Empathy, if truly regarded as important in society by its people, would be as effective a means of PREVENTING many such crimes in the first place. Just look at all of the world’s current examples today!
Again, you paint a world that I wish nothing of, because under such conditions and governance – we truly become NO BETTER than any other beast.
LikeLike
Reblogged this on Moon of the Wolf and commented:
This.
I do have to admit, sometimes I have to catch myself because I have a tendency to base decisions on my emotions.
LikeLike
Thank you for posting this – it was definitely food for thought! In the end, though, while I think you bring up good points (hardly the ‘trite meme’ suggested in the above comment), I have to disagree with your conclusions.

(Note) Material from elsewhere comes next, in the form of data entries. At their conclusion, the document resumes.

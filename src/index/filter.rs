//! Bounding filters for dataset reads.

use geo::{BoundingRect, Intersects, Point, Polygon};
use rstar::{RTree, RTreeObject, AABB};
use tracing::debug;

/// Region a dataset read is restricted to. Coordinates are EPSG:27700.
#[derive(Debug, Clone)]
pub enum BoundsFilter {
    /// Whole dataset. Slow and memory intensive (~1.3 million boreholes).
    None,
    Polygon(Polygon<f64>),
    /// Several polygons; a borehole matches if it falls in any of them
    Boundary(Vec<Polygon<f64>>),
}

impl BoundsFilter {
    /// Build the index used to test points, or `None` when unfiltered
    pub fn index(&self) -> Option<BoundaryIndex> {
        match self {
            BoundsFilter::None => None,
            BoundsFilter::Polygon(p) => Some(BoundaryIndex::build(vec![p.clone()])),
            BoundsFilter::Boundary(ps) => Some(BoundaryIndex::build(ps.clone())),
        }
    }
}

/// Wrapper for R-tree indexing of filter polygons
struct IndexedPolygon {
    polygon: Polygon<f64>,
    envelope: AABB<[f64; 2]>,
}

impl RTreeObject for IndexedPolygon {
    type Envelope = AABB<[f64; 2]>;

    fn envelope(&self) -> Self::Envelope {
        self.envelope
    }
}

impl IndexedPolygon {
    fn new(polygon: Polygon<f64>) -> Option<Self> {
        let rect = polygon.bounding_rect()?;
        Some(Self {
            envelope: AABB::from_corners(
                [rect.min().x, rect.min().y],
                [rect.max().x, rect.max().y],
            ),
            polygon,
        })
    }
}

/// R-tree over filter polygons
pub struct BoundaryIndex {
    tree: RTree<IndexedPolygon>,
}

impl BoundaryIndex {
    pub fn build(polygons: Vec<Polygon<f64>>) -> Self {
        let indexed: Vec<IndexedPolygon> = polygons
            .into_iter()
            .filter_map(IndexedPolygon::new)
            .collect();
        debug!("Boundary index built with {} polygons", indexed.len());

        Self {
            tree: RTree::bulk_load(indexed),
        }
    }

    /// Whether the point lies inside or on the edge of any polygon
    pub fn matches(&self, point: &Point<f64>) -> bool {
        let query_envelope = AABB::from_point([point.x(), point.y()]);

        // Envelope candidates first, then the exact test
        self.tree
            .locate_in_envelope_intersecting(&query_envelope)
            .any(|ip| ip.polygon.intersects(point))
    }

    pub fn len(&self) -> usize {
        self.tree.size()
    }

    pub fn is_empty(&self) -> bool {
        self.tree.size() == 0
    }
}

Religion in the common sense is also subject to manipulation, as are people at the hands of religious leaders. Worse, when religion is manipulated or exploited, it is usually done so at the hands of people who have a political or financial agenda of some sort – from such people, I prefer not to learn the ethics and morals that I live and govern myself by. This is why I take a more unconventional tack to this topic: I keep politics entirely out of my religious perspective. I seek my own relationship with the gods, and am careful to keep these relationships separate from the relationships I seek with other people.

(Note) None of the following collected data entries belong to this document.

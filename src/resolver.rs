//! Turns a polygon (or identifier list) into boreholes plus their manifests.

use geo::Polygon;
use serde_json::Value;
use std::collections::HashMap;
use tracing::{info, warn};

use crate::config::{Config, BNG_CRS};
use crate::error::{Result, ScanError};
use crate::index::{read_boreholes, BoundsFilter};
use crate::models::{BoreholeSet, ScanTable};
use crate::scans::{Fetch, ManifestFetcher};

/// Boreholes matched by a query, joined with their manifests
#[derive(Debug, Clone, Default)]
pub struct Resolution {
    pub boreholes: BoreholeSet,
    pub scans: ScanTable,
}

/// Explicit identifier input: one id or a list of ids, all strings
#[derive(Debug, Clone, PartialEq, Eq)]
pub enum IdentifierInput {
    One(String),
    Many(Vec<String>),
}

impl IdentifierInput {
    /// Accepts a JSON string or an array of strings, nothing else
    pub fn from_value(value: &Value) -> Result<Self> {
        match value {
            Value::String(id) => Ok(IdentifierInput::One(id.clone())),
            Value::Array(items) => items
                .iter()
                .map(|item| match item {
                    Value::String(id) => Ok(id.clone()),
                    other => Err(ScanError::InvalidArgument(format!(
                        "expected all identifiers to be strings, found {}",
                        other
                    ))),
                })
                .collect::<Result<Vec<_>>>()
                .map(IdentifierInput::Many),
            other => Err(ScanError::InvalidArgument(format!(
                "expected a string or a list of strings, found {}",
                other
            ))),
        }
    }

    pub fn len(&self) -> usize {
        match self {
            IdentifierInput::One(_) => 1,
            IdentifierInput::Many(ids) => ids.len(),
        }
    }

    pub fn is_empty(&self) -> bool {
        self.len() == 0
    }
}

pub struct Resolver<'a, F> {
    config: &'a Config,
    fetch: &'a F,
}

impl<'a, F: Fetch> Resolver<'a, F> {
    pub fn new(config: &'a Config, fetch: &'a F) -> Self {
        Self { config, fetch }
    }

    /// Boreholes inside `polygon` (EPSG:27700), with manifests fetched
    pub async fn from_polygon(&self, polygon: Polygon<f64>) -> Result<Resolution> {
        info!("Resolving boreholes inside polygon ({})", BNG_CRS);
        self.from_bounds(BoundsFilter::Polygon(polygon)).await
    }

    /// Boreholes for explicit identifiers.
    ///
    /// Input is validated, but lookup by identifier is not available yet, so a
    /// valid input ends in `IdentifierLookupUnavailable`.
    pub async fn from_ids(&self, ids: &Value) -> Result<Resolution> {
        let input = IdentifierInput::from_value(ids)?;
        warn!("Identifier lookup requested for {} id(s) but is not available", input.len());
        Err(ScanError::IdentifierLookupUnavailable { count: input.len() })
    }

    /// Read the dataset through `filter`, then fetch and join every manifest.
    ///
    /// A manifest failure aborts the whole resolution.
    pub async fn from_bounds(&self, filter: BoundsFilter) -> Result<Resolution> {
        let boreholes = read_boreholes(&self.config.dataset, &filter)?;

        let fetcher = ManifestFetcher::new(self.fetch, self.config);
        let mut manifests = HashMap::with_capacity(boreholes.len());
        for record in boreholes.iter() {
            let entries = fetcher.manifest(record.bgs_id).await?;
            manifests.insert(record.bgs_id, entries);
        }

        let scans = ScanTable::join(&boreholes, &manifests);
        info!(
            "Resolved {} borehole(s) into {} scan row(s)",
            boreholes.len(),
            scans.len()
        );
        Ok(Resolution { boreholes, scans })
    }
}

Empathy is an instinctive understanding on our behalf for the thoughts and feelings of others. As such, it’s a natural cornerstone of any system that seeks to govern our interactions with others around us, such as morality or ethics, or the legal systems that are typically built around them. What you describe as a situation in which empathy is bad, because of situations where one’s empathy might face a conflict or be exploited, I see something else: I see that the situation is ‘bad,’ or undesired, not the empathy itself. The logic you use here, if applied to something like love or trust, would indicate that these things must also be undesirable due to their vulnerability to manipulation. Your Rolling Stone article example can be seen the same way: the problem was not the empathy, it was the (likely) political and financial pressures that led the journalist and publication to run a poorly-researched story in the first place. In the end, it is empathy that will enable many of us to understand the members of the student organization who were unfairly judged as a result of the failings of others.
In many cases, it is the setting aside of empathy that leads to unnecessary pain and suffering in our societies. The militants in the Middle East, for example, have set aside their empathy to serve a religious perspective that has been twisted by people with political and antisocial agendas. We can look further back in history, at the forced christianization of Heathens, starting with Charlemagne, for further examples illustrating this sort of thing. This might actually suggest that keeping religion out of the legal system might not be such a bad idea, and keeping the laws based on our understanding of mutual and harmonious benefit for all involved, namely empathy, might be the better way to go.
LikeLike
Reblogged this on Through The Eyes of A Dragon and commented:
Damn!
You knocked that out of the park. THAT is exactly what needs to be said, louder and more often. So sad that so many of the “churches” always proclaim “love” and “compassion” and “morals”, yet do very little to constrain their own zeal for acting in opposition to these values. Hmmm! Don’t suppose it has something to do with “control” again, does it???
* * SAID RHETORICALLY AND SARCASTICALLY * *
Anyway,
Seems that many of the previous cultures there conquered by the “church”, were by far – MORE loving, compassionate, and just than their conquerors were.